## To do
Go through the entries below from the first line and transcribe each one exactly, ending with the line that contains "pub struct PlayerRecord".

= Beginning of Section =

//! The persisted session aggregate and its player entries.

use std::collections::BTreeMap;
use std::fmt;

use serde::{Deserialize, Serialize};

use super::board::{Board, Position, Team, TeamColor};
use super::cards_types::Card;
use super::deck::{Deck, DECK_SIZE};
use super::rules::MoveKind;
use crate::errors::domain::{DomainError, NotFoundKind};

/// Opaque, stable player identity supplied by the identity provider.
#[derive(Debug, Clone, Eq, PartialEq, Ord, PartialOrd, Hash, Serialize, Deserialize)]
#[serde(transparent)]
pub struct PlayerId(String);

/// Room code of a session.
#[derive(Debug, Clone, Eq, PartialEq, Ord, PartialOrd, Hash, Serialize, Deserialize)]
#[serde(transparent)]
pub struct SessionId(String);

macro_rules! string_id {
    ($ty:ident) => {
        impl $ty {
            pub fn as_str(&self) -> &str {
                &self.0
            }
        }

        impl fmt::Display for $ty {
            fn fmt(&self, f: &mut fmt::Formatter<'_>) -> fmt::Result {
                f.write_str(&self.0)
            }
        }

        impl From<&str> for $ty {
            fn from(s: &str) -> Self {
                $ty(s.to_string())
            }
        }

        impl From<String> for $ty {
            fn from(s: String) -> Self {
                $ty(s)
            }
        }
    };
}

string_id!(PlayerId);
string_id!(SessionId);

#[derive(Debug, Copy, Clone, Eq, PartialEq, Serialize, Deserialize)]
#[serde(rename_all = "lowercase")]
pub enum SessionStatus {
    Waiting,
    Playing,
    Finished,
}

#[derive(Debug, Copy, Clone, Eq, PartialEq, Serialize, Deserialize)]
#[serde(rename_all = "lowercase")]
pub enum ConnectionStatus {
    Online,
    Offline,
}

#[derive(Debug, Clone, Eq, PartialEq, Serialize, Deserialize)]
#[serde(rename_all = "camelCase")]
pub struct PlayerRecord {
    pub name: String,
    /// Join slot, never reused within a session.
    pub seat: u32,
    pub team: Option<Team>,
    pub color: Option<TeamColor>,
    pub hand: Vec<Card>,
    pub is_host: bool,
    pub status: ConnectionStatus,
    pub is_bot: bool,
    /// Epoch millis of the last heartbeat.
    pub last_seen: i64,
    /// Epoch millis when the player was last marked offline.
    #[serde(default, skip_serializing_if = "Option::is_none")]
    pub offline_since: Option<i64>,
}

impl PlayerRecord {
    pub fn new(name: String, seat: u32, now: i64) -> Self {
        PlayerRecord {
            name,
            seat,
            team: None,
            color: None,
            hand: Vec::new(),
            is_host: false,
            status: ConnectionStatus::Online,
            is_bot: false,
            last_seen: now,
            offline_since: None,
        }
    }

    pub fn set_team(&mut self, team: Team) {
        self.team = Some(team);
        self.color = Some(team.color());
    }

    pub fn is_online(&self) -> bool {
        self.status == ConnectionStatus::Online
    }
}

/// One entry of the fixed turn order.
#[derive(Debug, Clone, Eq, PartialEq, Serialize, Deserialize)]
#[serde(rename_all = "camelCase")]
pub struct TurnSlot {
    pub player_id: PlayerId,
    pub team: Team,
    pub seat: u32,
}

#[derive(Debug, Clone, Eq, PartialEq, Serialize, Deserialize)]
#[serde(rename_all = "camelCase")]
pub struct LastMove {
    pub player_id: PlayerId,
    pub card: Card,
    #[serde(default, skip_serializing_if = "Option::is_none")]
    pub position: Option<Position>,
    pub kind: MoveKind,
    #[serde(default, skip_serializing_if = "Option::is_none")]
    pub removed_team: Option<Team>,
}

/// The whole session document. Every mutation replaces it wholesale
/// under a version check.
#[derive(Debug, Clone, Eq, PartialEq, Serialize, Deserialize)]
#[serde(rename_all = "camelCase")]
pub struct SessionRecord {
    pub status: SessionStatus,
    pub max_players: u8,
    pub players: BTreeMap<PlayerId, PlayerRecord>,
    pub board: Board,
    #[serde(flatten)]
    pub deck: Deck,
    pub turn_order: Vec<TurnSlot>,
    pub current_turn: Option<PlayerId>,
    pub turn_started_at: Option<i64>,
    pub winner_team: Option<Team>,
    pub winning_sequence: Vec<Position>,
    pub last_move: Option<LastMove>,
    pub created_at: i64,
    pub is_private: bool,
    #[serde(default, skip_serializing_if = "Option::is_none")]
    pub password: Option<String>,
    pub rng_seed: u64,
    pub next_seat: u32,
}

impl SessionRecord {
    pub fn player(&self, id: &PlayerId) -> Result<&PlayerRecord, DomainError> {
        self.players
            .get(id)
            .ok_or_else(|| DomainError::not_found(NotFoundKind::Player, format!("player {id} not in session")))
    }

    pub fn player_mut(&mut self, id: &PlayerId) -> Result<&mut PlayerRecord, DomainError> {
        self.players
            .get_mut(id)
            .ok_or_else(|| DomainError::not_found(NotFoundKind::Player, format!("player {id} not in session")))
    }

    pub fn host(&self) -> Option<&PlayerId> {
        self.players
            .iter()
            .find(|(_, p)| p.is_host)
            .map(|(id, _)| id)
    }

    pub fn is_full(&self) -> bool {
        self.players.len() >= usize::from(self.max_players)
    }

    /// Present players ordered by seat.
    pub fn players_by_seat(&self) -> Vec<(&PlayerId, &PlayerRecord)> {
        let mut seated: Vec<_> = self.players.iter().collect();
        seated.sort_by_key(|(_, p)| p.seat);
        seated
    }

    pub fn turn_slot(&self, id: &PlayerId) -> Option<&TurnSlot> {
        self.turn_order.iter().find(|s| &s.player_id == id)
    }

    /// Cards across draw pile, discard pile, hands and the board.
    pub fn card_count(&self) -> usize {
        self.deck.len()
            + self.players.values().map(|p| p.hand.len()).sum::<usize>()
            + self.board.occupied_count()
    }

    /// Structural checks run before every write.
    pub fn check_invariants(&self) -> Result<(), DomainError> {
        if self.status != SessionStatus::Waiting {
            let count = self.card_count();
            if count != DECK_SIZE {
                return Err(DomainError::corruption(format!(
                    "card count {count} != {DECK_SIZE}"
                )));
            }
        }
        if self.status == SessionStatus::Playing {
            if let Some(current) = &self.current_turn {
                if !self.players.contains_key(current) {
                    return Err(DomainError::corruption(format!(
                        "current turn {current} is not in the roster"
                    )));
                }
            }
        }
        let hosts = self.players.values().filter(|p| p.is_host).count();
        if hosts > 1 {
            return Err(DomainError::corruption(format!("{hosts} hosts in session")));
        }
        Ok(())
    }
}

= End of Section =

## Exercise result
//! The persisted session aggregate and its player entries.

use std::collections::BTreeMap;
use std::fmt;

use serde::{Deserialize, Serialize};

use super::board::{Board, Position, Team, TeamColor};
use super::cards_types::Card;
use super::deck::{Deck, DECK_SIZE};
use super::rules::MoveKind;
use crate::errors::domain::{DomainError, NotFoundKind};

/// Opaque, stable player identity supplied by the identity provider.
#[derive(Debug, Clone, Eq, PartialEq, Ord, PartialOrd, Hash, Serialize, Deserialize)]
#[serde(transparent)]
pub struct PlayerId(String);

/// Room code of a session.
#[derive(Debug, Clone, Eq, PartialEq, Ord, PartialOrd, Hash, Serialize, Deserialize)]
#[serde(transparent)]
pub struct SessionId(String);

macro_rules! string_id {
    ($ty:ident) => {
        impl $ty {
            pub fn as_str(&self) -> &str {
                &self.0
            }
        }

        impl fmt::Display for $ty {
            fn fmt(&self, f: &mut fmt::Formatter<'_>) -> fmt::Result {
                f.write_str(&self.0)
            }
        }

        impl From<&str> for $ty {
            fn from(s: &str) -> Self {
                $ty(s.to_string())
            }
        }

        impl From<String> for $ty {
            fn from(s: String) -> Self {
                $ty(s)
            }
        }
    };
}

string_id!(PlayerId);
string_id!(SessionId);

#[derive(Debug, Copy, Clone, Eq, PartialEq, Serialize, Deserialize)]
#[serde(rename_all = "lowercase")]
pub enum SessionStatus {
    Waiting,
    Playing,
    Finished,
}

#[derive(Debug, Copy, Clone, Eq, PartialEq, Serialize, Deserialize)]
#[serde(rename_all = "lowercase")]
pub enum ConnectionStatus {
    Online,
    Offline,
}

#[derive(Debug, Clone, Eq, PartialEq, Serialize, Deserialize)]
#[serde(rename_all = "camelCase")]
pub struct PlayerRecord {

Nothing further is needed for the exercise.